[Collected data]
▽

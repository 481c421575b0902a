// tests/test_snapshot_cache.rs
//
// Snapshot caching over histograms, counters and top trackers.

mod common;

use anyhow::Result;
use std::sync::Arc;
use std::time::Duration;

use hdrwin::api::{CachingSnapshotSource, HdrBuilder, SnapshotSource, TopBuilder, WindowCounter};

#[test]
fn test_cached_reads_are_identical_within_ttl() -> Result<()> {
    let clock = common::mock_clock();
    let timer = HdrBuilder::new()
        .reset_periodically(Duration::from_secs(60))
        .with_snapshot_cache_ttl(Duration::from_secs(1))
        .with_clock(clock.clone())
        .build_timer()?;

    timer.update(Duration::from_micros(100));
    let first = timer.snapshot();
    timer.update(Duration::from_micros(900));
    let second = timer.snapshot();

    assert!(Arc::ptr_eq(&first, &second));
    assert_eq!(second.count(), 1);

    clock.advance(Duration::from_secs(1));
    let refreshed = timer.snapshot();
    assert_eq!(refreshed.count(), 2);

    let stats = timer.reservoir().cache_stats().expect("cache enabled");
    assert_eq!((stats.hits, stats.misses), (1, 2));
    assert_eq!(stats.age, Some(Duration::ZERO));
    Ok(())
}

#[test]
fn test_cache_hides_reset_side_effects() -> Result<()> {
    let clock = common::mock_clock();
    let histogram = HdrBuilder::new()
        .reset_on_snapshot()
        .with_snapshot_cache_ttl(Duration::from_millis(500))
        .with_clock(clock.clone())
        .build_histogram()?;

    histogram.update(42);
    // several readers within the TTL all see the same interval
    for _ in 0..3 {
        let snapshot = histogram.snapshot();
        assert_eq!((snapshot.count(), snapshot.max()), (1, 42));
    }

    clock.advance_millis(500);
    assert!(histogram.snapshot().is_empty());
    Ok(())
}

#[test]
fn test_zero_ttl_means_no_cache() -> Result<()> {
    let timer = HdrBuilder::new()
        .with_snapshot_cache_ttl(Duration::ZERO)
        .build_timer()?;
    assert!(timer.reservoir().cache_stats().is_none());
    Ok(())
}

#[test]
fn test_caching_counter_and_top() -> Result<()> {
    let clock = common::mock_clock();

    let counter = CachingSnapshotSource::new(WindowCounter::reset_on_snapshot(), Duration::from_secs(5), clock.clone());
    counter.inner().add(10);
    assert_eq!(counter.snapshot(), 10);
    counter.inner().add(5);
    assert_eq!(counter.snapshot(), 10);
    clock.advance(Duration::from_secs(5));
    assert_eq!(counter.snapshot(), 5);

    let top = TopBuilder::new().with_size(1).with_clock(clock.clone()).build_windowed()?;
    let cached_top = CachingSnapshotSource::new(top, Duration::from_secs(5), clock.clone());
    cached_top.inner().update(0, 7, || "seven".to_string());
    assert_eq!(cached_top.snapshot().len(), 1);
    // the drain already happened; cached copy is still served
    assert_eq!(cached_top.snapshot().len(), 1);
    clock.advance(Duration::from_secs(5));
    assert!(cached_top.snapshot().is_empty());
    Ok(())
}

△

In the data above, which lines have "first"? Report each of them.

    let first = timer.snapshot();
    assert!(Arc::ptr_eq(&first, &second));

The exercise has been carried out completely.